A recent commentary in the Boston Globe by Mary Tamer, state director of Democrats for Education Reform Massachusetts, was notable in that you don’t see a newspaper cede op-ed space to political money “bundlers” every day.
Note the quotation marks. I’m not calling DFER a bundler I’m quoting DFER’s former president calling DFER a bundler. In a 2012 interview then president Joe Williams explained “We’re essentially bundlers.”[1]
But bundlers for whom? DFER has a long established right wing dependency. As I show in Dark Money and the Politics of School Privatization famous Democrat Rupert Murdoch donated at least $1,000,000. Another Republican DFER underwriter is Home Depot co-founder Ken Langone. “Searches through opensecrets.org show that Langone has been a consistent giver to Republican and conservative causes, and his place in the conservative universe is confirmed by participation in at least one visit to a Koch Seminar, in 2010.”[3]
Plenty of Democratic oligarchs donate as well. As Sarah Reckhow et al. argue in “Outsiders with Deep Pockets,” and Henig, Jacobson, and Reckhow detail in Outside Money in School Board Elections there are wealthy Democrats who help fuel DFER’s bundling.[2] That’s true in Massachusetts too. DFER and its siblings Education Reform Now Inc. and Education Reform Now Advocacy could clear up the donor identification issue at any time but then they would have a lot fewer donors.
Even using the plural “Democrats” is a stretch. DFER MA has no membership. It’s just a checkbook.
The largest stakeholder in DFER is the Walton family which funds 30%-33% of ERN’s national budget and has underwritten DFER’s dark money shuffling in Massachusetts. The Arkansas WalMart heirs are the dominant supporters of school privatization in Massachusetts.

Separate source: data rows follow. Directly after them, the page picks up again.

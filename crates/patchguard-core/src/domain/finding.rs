//! Finding model shared by every layer.

use serde::{Deserialize, Serialize};
use std::fmt;

/// Which analysis source produced a finding.
#[derive(Debug, Clone, Copy, Serialize, Deserialize, PartialEq, Eq, Hash)]
#[serde(rename_all = "SCREAMING_SNAKE_CASE")]
pub enum FindingSource {
    Detector,
    StaticAnalyzer,
    SemanticScanner,
    DiffChecker,
    TestRunner,
    /// Patch generation failed; the finding explains why no patch exists.
    Patcher,
}

/// Finding severity, ordered from least to most severe.
#[derive(Debug, Clone, Copy, Serialize, Deserialize, PartialEq, Eq, PartialOrd, Ord, Hash)]
#[serde(rename_all = "SCREAMING_SNAKE_CASE")]
pub enum Severity {
    Low,
    Medium,
    High,
    Critical,
}

impl Severity {
    pub fn as_str(&self) -> &'static str {
        match self {
            Severity::Low => "LOW",
            Severity::Medium => "MEDIUM",
            Severity::High => "HIGH",
            Severity::Critical => "CRITICAL",
        }
    }
}

impl fmt::Display for Severity {
    fn fmt(&self, f: &mut fmt::Formatter<'_>) -> fmt::Result {
        f.write_str(self.as_str())
    }
}

/// Which field of the input bundle a span refers to.
#[derive(Debug, Clone, Copy, Serialize, Deserialize, PartialEq, Eq, Hash, PartialOrd, Ord)]
#[serde(rename_all = "snake_case")]
pub enum Field {
    Issue,
    Code,
}

impl Field {
    pub fn as_str(&self) -> &'static str {
        match self {
            Field::Issue => "issue",
            Field::Code => "code",
        }
    }
}

/// Where a finding points.
///
/// `start`/`end` are byte offsets into the originating text; `line` is 1-indexed.
#[derive(Debug, Clone, Default, Serialize, Deserialize, PartialEq, Eq)]
pub struct Location {
    #[serde(skip_serializing_if = "Option::is_none")]
    pub field: Option<Field>,
    #[serde(skip_serializing_if = "Option::is_none")]
    pub line: Option<u32>,
    #[serde(skip_serializing_if = "Option::is_none")]
    pub start: Option<usize>,
    #[serde(skip_serializing_if = "Option::is_none")]
    pub end: Option<usize>,
}

impl Location {
    pub fn line(line: u32) -> Self {
        Self {
            line: Some(line),
            ..Self::default()
        }
    }

    pub fn span(field: Field, start: usize, end: usize) -> Self {
        Self {
            field: Some(field),
            line: None,
            start: Some(start),
            end: Some(end),
        }
    }

    pub fn with_line(mut self, line: u32) -> Self {
        self.line = Some(line);
        self
    }

    /// The byte span, when both ends are known.
    pub fn byte_range(&self) -> Option<(usize, usize)> {
        match (self.start, self.end) {
            (Some(s), Some(e)) if s <= e => Some((s, e)),
            _ => None,
        }
    }
}

/// A single piece of evidence produced by one analysis source.
#[derive(Debug, Clone, Serialize, Deserialize, PartialEq)]
pub struct Finding {
    pub source: FindingSource,

    /// CWE id (e.g. "CWE-89") or pattern name (e.g. "instruction_override").
    pub category: String,

    pub severity: Severity,

    #[serde(skip_serializing_if = "Option::is_none")]
    pub location: Option<Location>,

    pub message: String,

    /// Opaque payload from the underlying tool.
    #[serde(default, skip_serializing_if = "serde_json::Value::is_null")]
    pub raw: serde_json::Value,
}

impl Finding {
    pub fn new(
        source: FindingSource,
        category: impl Into<String>,
        severity: Severity,
        message: impl Into<String>,
    ) -> Self {
        Self {
            source,
            category: category.into(),
            severity,
            location: None,
            message: message.into(),
            raw: serde_json::Value::Null,
        }
    }

    pub fn with_location(mut self, location: Location) -> Self {
        self.location = Some(location);
        self
    }

    pub fn with_raw(mut self, raw: serde_json::Value) -> Self {
        self.raw = raw;
        self
    }

    pub fn is_critical(&self) -> bool {
        self.severity == Severity::Critical
    }

    /// The byte span this finding covers in `field`, if any.
    pub fn span_in(&self, field: Field) -> Option<(usize, usize)> {
        let loc = self.location.as_ref()?;
        if loc.field != Some(field) {
            return None;
        }
        loc.byte_range()
    }
}

#[cfg(test)]
mod tests {
    use super::*;

    #[test]
    fn test_severity_ordering() {
        assert!(Severity::Low < Severity::Medium);
        assert!(Severity::Medium < Severity::High);
        assert!(Severity::High < Severity::Critical);
    }

    #[test]
    fn test_finding_serializes_uppercase_enums() {
        let finding = Finding::new(
            FindingSource::DiffChecker,
            "CWE-89",
            Severity::High,
            "string-concatenated SQL",
        )
        .with_location(Location::line(3));

        let raw = serde_json::to_value(&finding).expect("serialize finding");
        assert_eq!(raw["source"], "DIFF_CHECKER");
        assert_eq!(raw["severity"], "HIGH");
        assert_eq!(raw["location"]["line"], 3);
        assert!(raw.get("raw").is_none());
    }

    #[test]
    fn test_span_in_requires_matching_field() {
        let finding = Finding::new(
            FindingSource::Detector,
            "shell_metachar",
            Severity::Medium,
            "command substitution",
        )
        .with_location(Location::span(Field::Issue, 4, 10));

        assert_eq!(finding.span_in(Field::Issue), Some((4, 10)));
        assert_eq!(finding.span_in(Field::Code), None);
    }
}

ERN’s major local supporter is the Barr Foundation the foundation of Amos Hostetter the fifth largest dark money donor ($2,000,000) to the losing charter schools privatization ballot campaign in 2016. Barr funds some of the Boston Globe’s education coverage.
Barr is a privatization interest group. Its $600,000 donation to the Globe for 2019-2020 marked “the dawn of philanthro-interest group journalism.” Barr re-upped with another $400,000 for the Globe’s Great Divide coverage according to Barr’s 2021 Form 990 tax return.[4]
That’s right. Barr funds both DFER and part of the the Globe’s education coverage.
Money never sleeps. Follow the money.
For more on DFER I have an entire chapter on it in my book Dark Money and the Politics of School Privatization.
We must make our choice. We may have democracy, or we may have wealth concentrated in the hands of a few, but we can’t have both.” – Louis Brandeis
[Full disclosure: as a (now retired) educator in the UMass system, I am a union member. I write about dark money, democracy, and oligarchy.
[1] Stephen Sawchuk, “New Advocacy Groups Shaking Up Education Field: Their Sway Over Policy and Politics Appears to Be Growing, Especially at the State and Local Levels,” Education Week, May 14, 2012, https://www.edweek.org/ew/articles/2012/05/16/31advoverview_ep.h31.html?r=767,077,806&preview=1.
[2] Much of what I’m writing here is based on Dark Money and the Politics of School Privatization so I’m not going to continue citing to it. Instead, rush out and buy a copy.
[3] Sarah Reckhow, Jeffrey R. Henig, Rebecca Jacobsen, and Jamie Alter Litt, “‘Outsiders with Deep Pockets’: The Nationalization of Local School Board Elections,” Urban Affairs Review 53, no. 5 (2016): 18, 21; Jeffrey R. Henig, Rebecca Jacobsen, and Sarah Reckhow, Outside Money in School Board Elections: The Nationalization of Education Politics (Cambridge, MA: Harvard Education Press, 2019), 64-65.
[4] Barr foundation Form 990 on file with author.